= Requirement =
Copy out each line of the data below in which the string "NoArguments" appears.

= Records provided =
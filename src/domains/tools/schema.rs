//! Input schema inference from method names.
//!
//! OPNsense controllers follow consistent verb prefixes (`searchX`, `getX`,
//! `addX`, `setX`, `delX`, `toggleX`), so the argument shape of most methods
//! can be derived from the name alone. The rules are an ordered table of
//! `(predicate, shape)` pairs; the first match wins and unmatched names get a
//! permissive schema so that no method becomes unreachable.

use std::sync::Arc;

use rmcp::handler::server::tool::cached_schema_for_type;
use rmcp::model::JsonObject;
use schemars::JsonSchema;
use serde_json::{Value, json};

/// Canonical argument shapes.
#[derive(Debug, Clone, Copy, PartialEq, Eq)]
pub enum InputShape {
    /// `{ current?, rowCount?, searchPhrase? }`
    Pagination,
    /// `{}`
    NoArguments,
    /// `{ uuid }`
    UuidLookup,
    /// `{ uuid, enabled }`
    UuidToggle,
    /// `{ uuid, data }`
    UuidPayload,
    /// `{ data }`
    Payload,
    /// Any object.
    Permissive,
}

/// Where a method's schema comes from.
///
/// Hand-authored sources take priority over inference.
#[derive(Debug, Clone, Copy)]
pub enum SchemaSource {
    Inferred,
    Shape(InputShape),
    Typed(fn() -> Arc<JsonObject>),
}

impl SchemaSource {
    /// Schema derived from a parameter struct.
    pub fn typed<T: JsonSchema + 'static>() -> Self {
        Self::Typed(cached_schema_for_type::<T>)
    }

    /// Resolve the schema for `method`.
    pub fn resolve(&self, method: &str) -> Arc<JsonObject> {
        match self {
            Self::Inferred => infer_schema(method),
            Self::Shape(shape) => shape.schema(),
            Self::Typed(schema) => schema(),
        }
    }
}

type Rule = (fn(&str) -> bool, InputShape);

static RULES: &[Rule] = &[
    (is_search, InputShape::Pagination),
    (is_bare_get, InputShape::NoArguments),
    (is_get, InputShape::UuidLookup),
    (is_delete, InputShape::UuidLookup),
    (is_toggle, InputShape::UuidToggle),
    (is_update, InputShape::UuidPayload),
    (is_add, InputShape::Payload),
];

fn is_search(method: &str) -> bool {
    method.starts_with("search")
}

fn is_bare_get(method: &str) -> bool {
    method == "get"
}

fn is_get(method: &str) -> bool {
    method.starts_with("get")
}

fn is_delete(method: &str) -> bool {
    method.starts_with("delete")
}

fn is_toggle(method: &str) -> bool {
    method.starts_with("toggle")
}

fn is_update(method: &str) -> bool {
    method.starts_with("set") || method.starts_with("update")
}

fn is_add(method: &str) -> bool {
    method.starts_with("add")
}

/// Pick the shape for a method name.
pub fn infer_shape(method: &str) -> InputShape {
    RULES
        .iter()
        .find(|(matches, _)| matches(method))
        .map(|(_, shape)| *shape)
        .unwrap_or(InputShape::Permissive)
}

/// Infer the input schema for a method name.
pub fn infer_schema(method: &str) -> Arc<JsonObject> {
    infer_shape(method).schema()
}

impl InputShape {
    /// The JSON schema for this shape.
    pub fn schema(self) -> Arc<JsonObject> {
        let schema = match self {
            Self::Pagination => json!({
                "type": "object",
                "properties": {
                    "current": {
                        "type": "integer",
                        "description": "Page number (1-based)",
                        "default": 1
                    },
                    "rowCount": {
                        "type": "integer",
                        "description": "Rows per page",
                        "default": 20
                    },
                    "searchPhrase": {
                        "type": "string",
                        "description": "Free-text filter"
                    }
                }
            }),
            Self::NoArguments => json!({
                "type": "object",
                "properties": {}
            }),
            Self::UuidLookup => json!({
                "type": "object",
                "properties": {
                    "uuid": uuid_property()
                },
                "required": ["uuid"]
            }),
            Self::UuidToggle => json!({
                "type": "object",
                "properties": {
                    "uuid": uuid_property(),
                    "enabled": {
                        "type": "boolean",
                        "description": "Whether the item should be enabled"
                    }
                },
                "required": ["uuid", "enabled"]
            }),
            Self::UuidPayload => json!({
                "type": "object",
                "properties": {
                    "uuid": uuid_property(),
                    "data": data_property()
                },
                "required": ["uuid", "data"]
            }),
            Self::Payload => json!({
                "type": "object",
                "properties": {
                    "data": data_property()
                },
                "required": ["data"]
            }),
            Self::Permissive => json!({
                "type": "object",
                "properties": {},
                "additionalProperties": true
            }),
        };

        match schema {
            Value::Object(map) => Arc::new(map),
            _ => Arc::new(JsonObject::new()),
        }
    }
}

fn uuid_property() -> Value {
    json!({
        "type": "string",
        "description": "UUID of the item"
    })
}

fn data_property() -> Value {
    json!({
        "type": "object",
        "description": "Item fields, wrapped the way the API expects them"
    })
}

= Solution for this task =
    NoArguments,
    (is_bare_get, InputShape::NoArguments),
            Self::NoArguments => json!({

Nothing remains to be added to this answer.